▶ [EXERCISE BRIEF]: In the entries that follow, find the word "verdict" and report each line it is on.

▶ [DATA EXCERPTS]:

--

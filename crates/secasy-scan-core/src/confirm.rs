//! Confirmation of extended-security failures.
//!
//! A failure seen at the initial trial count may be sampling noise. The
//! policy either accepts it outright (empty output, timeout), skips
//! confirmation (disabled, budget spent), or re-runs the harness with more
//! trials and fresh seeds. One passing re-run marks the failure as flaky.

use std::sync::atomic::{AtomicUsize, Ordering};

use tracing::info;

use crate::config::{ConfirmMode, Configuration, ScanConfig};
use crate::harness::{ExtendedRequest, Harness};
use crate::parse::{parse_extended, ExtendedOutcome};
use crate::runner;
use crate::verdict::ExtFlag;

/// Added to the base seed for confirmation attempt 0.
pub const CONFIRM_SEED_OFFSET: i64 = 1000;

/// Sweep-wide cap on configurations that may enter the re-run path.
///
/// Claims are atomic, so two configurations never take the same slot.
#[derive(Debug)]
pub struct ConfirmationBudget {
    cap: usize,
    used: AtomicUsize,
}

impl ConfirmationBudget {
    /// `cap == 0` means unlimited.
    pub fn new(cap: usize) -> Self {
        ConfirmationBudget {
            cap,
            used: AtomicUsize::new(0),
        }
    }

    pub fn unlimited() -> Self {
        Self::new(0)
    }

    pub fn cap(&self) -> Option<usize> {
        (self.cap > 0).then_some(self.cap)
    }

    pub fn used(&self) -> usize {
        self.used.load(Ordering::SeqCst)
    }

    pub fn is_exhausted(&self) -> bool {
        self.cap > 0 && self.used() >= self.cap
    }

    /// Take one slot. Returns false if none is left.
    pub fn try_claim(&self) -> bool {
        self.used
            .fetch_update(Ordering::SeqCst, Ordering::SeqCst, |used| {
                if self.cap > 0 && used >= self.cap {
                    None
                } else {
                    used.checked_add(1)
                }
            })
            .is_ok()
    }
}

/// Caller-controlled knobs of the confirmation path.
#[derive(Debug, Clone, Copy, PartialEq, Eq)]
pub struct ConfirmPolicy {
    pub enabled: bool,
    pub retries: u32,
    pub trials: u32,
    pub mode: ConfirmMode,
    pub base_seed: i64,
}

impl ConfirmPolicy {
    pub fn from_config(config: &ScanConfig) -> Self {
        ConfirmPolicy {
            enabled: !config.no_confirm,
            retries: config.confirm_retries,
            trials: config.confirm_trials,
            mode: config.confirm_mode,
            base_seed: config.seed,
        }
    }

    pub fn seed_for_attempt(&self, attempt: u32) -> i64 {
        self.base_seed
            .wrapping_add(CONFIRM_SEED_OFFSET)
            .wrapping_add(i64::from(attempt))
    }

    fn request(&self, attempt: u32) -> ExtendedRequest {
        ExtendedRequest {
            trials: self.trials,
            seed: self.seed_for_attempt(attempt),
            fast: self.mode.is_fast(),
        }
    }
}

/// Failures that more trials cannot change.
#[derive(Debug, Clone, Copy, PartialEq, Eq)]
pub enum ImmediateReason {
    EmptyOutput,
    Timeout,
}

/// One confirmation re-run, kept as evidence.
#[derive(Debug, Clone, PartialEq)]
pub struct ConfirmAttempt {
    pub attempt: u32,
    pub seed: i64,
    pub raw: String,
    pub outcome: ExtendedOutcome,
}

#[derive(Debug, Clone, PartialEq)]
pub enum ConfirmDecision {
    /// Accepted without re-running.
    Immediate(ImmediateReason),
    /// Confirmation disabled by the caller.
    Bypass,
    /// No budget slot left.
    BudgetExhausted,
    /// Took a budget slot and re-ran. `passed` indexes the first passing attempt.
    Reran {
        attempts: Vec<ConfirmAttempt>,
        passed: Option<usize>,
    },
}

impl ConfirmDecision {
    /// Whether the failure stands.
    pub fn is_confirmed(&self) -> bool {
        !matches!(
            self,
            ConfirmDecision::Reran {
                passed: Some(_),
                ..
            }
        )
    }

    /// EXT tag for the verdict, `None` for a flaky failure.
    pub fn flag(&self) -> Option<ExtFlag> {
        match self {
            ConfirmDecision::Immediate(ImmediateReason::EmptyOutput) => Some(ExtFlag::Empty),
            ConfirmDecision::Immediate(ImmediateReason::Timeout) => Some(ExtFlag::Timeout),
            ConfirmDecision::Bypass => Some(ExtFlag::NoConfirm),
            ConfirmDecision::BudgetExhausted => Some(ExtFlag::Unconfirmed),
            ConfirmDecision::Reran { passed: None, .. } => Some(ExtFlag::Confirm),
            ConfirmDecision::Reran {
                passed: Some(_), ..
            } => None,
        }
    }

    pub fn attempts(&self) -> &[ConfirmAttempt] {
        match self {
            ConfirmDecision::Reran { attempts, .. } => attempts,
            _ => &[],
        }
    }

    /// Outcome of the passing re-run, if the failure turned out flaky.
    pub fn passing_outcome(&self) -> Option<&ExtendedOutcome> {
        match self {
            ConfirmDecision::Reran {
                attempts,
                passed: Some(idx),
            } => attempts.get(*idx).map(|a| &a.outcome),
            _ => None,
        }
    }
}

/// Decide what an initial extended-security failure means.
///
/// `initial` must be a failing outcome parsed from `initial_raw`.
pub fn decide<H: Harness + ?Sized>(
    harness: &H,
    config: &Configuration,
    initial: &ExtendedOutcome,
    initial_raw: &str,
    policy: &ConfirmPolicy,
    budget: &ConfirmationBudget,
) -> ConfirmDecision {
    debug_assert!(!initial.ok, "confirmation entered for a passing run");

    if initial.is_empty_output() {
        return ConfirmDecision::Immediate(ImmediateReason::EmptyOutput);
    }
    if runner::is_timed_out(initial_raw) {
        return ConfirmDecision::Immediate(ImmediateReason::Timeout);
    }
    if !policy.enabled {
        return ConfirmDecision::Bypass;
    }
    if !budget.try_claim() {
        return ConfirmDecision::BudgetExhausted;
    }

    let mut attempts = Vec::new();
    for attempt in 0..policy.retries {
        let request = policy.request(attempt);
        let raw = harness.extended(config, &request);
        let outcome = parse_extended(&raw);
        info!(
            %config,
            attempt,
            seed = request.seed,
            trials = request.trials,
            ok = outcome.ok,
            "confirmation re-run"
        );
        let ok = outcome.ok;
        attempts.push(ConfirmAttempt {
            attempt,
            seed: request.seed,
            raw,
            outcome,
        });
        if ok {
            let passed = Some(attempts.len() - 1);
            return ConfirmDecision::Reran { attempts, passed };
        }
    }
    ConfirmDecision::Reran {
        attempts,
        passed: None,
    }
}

--

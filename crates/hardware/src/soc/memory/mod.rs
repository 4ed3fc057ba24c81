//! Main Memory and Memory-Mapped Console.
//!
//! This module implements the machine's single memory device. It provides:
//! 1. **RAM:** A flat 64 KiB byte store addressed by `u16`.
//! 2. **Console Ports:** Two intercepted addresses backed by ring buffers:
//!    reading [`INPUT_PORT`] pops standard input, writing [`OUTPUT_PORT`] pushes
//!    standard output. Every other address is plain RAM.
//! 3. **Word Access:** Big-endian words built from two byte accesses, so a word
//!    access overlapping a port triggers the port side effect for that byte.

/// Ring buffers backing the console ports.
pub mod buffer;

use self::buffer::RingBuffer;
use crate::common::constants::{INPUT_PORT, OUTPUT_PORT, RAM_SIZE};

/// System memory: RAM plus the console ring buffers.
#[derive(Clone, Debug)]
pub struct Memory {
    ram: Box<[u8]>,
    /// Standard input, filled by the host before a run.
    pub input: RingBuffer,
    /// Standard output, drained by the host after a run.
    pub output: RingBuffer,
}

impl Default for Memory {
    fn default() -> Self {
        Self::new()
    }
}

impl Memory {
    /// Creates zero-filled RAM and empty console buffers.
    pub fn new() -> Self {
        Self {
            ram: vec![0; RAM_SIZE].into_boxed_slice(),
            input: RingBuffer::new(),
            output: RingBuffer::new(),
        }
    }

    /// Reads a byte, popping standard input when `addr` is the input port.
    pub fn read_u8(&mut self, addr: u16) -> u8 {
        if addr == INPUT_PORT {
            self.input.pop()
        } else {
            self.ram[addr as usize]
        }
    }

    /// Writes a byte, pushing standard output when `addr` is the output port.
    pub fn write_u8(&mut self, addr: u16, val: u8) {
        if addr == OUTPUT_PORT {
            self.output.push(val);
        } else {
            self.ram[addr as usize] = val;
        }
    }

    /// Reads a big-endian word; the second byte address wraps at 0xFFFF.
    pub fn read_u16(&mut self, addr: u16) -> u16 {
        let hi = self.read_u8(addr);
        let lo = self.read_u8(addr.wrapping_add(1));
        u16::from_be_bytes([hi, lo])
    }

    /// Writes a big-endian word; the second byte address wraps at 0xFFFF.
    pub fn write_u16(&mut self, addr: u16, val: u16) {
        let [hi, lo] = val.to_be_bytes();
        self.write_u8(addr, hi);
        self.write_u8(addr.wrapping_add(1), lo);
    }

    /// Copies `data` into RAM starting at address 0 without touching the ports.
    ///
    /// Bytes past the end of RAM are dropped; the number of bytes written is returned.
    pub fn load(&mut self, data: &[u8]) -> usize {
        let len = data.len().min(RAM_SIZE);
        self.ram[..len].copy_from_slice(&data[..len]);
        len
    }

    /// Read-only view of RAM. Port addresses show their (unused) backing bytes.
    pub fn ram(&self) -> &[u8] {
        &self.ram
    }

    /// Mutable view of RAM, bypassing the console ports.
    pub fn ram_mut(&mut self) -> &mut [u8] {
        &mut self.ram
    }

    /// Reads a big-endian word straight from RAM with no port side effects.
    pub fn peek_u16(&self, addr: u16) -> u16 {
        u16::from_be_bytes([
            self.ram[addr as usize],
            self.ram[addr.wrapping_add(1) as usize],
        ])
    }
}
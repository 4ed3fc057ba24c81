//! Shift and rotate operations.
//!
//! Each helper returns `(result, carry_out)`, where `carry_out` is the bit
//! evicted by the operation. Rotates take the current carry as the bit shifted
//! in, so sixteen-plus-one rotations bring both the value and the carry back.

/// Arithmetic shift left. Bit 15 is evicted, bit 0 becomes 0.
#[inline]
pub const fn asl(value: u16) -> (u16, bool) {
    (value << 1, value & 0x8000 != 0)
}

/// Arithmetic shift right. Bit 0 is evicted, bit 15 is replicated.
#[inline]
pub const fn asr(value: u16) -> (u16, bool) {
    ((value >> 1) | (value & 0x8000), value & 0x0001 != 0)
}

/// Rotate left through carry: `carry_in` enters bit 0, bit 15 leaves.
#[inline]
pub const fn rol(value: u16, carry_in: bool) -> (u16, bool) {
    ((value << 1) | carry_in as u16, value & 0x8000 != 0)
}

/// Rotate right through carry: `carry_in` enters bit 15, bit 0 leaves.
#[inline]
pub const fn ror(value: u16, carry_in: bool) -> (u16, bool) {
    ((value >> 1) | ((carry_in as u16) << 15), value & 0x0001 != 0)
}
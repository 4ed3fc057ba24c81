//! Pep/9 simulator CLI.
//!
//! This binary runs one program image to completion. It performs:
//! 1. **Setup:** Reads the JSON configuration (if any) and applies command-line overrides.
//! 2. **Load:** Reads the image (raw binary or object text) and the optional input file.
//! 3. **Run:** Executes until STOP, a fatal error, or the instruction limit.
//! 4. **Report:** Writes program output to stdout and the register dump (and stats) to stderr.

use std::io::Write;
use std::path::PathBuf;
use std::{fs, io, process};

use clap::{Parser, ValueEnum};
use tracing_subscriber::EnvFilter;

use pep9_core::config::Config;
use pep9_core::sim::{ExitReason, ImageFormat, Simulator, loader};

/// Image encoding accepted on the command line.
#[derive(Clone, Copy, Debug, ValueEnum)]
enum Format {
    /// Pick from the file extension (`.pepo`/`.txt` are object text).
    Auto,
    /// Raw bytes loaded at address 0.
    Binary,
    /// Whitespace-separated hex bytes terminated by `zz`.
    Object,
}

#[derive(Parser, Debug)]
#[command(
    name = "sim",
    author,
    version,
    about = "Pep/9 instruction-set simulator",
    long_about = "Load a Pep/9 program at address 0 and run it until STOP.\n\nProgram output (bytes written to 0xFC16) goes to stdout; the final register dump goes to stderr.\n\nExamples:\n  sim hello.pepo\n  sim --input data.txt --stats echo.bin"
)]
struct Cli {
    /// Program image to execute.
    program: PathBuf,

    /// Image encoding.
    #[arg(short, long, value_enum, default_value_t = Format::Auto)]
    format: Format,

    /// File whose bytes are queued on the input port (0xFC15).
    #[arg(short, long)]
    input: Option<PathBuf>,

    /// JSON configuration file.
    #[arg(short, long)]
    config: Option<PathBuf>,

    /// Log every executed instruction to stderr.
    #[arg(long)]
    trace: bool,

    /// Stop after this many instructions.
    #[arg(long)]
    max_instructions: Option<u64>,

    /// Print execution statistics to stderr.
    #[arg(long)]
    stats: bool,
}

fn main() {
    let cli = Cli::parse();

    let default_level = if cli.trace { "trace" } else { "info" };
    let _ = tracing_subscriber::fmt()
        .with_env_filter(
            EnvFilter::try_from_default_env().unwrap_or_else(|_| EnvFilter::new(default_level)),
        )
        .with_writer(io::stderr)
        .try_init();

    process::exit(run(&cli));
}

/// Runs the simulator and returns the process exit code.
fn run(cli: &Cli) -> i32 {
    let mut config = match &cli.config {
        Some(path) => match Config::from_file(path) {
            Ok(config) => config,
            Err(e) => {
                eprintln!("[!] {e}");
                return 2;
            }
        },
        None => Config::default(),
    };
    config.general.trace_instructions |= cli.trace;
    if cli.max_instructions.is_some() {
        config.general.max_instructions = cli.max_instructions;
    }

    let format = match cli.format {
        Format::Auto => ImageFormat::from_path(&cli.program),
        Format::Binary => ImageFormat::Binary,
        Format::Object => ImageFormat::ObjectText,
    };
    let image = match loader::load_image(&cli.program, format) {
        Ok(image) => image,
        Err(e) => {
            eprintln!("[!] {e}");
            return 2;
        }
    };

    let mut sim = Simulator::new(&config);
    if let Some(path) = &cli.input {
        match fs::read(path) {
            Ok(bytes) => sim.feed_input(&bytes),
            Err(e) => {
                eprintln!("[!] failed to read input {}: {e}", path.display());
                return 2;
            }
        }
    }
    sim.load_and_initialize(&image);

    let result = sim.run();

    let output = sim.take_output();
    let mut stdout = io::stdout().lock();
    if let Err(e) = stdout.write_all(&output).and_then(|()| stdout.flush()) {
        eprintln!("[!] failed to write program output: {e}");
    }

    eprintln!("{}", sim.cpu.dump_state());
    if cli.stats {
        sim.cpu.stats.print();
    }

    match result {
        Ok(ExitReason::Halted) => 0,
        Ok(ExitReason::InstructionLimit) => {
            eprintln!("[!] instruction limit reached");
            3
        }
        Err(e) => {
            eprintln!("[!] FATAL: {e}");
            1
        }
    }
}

--

▶ [ANSWER SPACE]:
use crate::verdict::ExtFlag;
    /// EXT tag for the verdict, `None` for a flaky failure.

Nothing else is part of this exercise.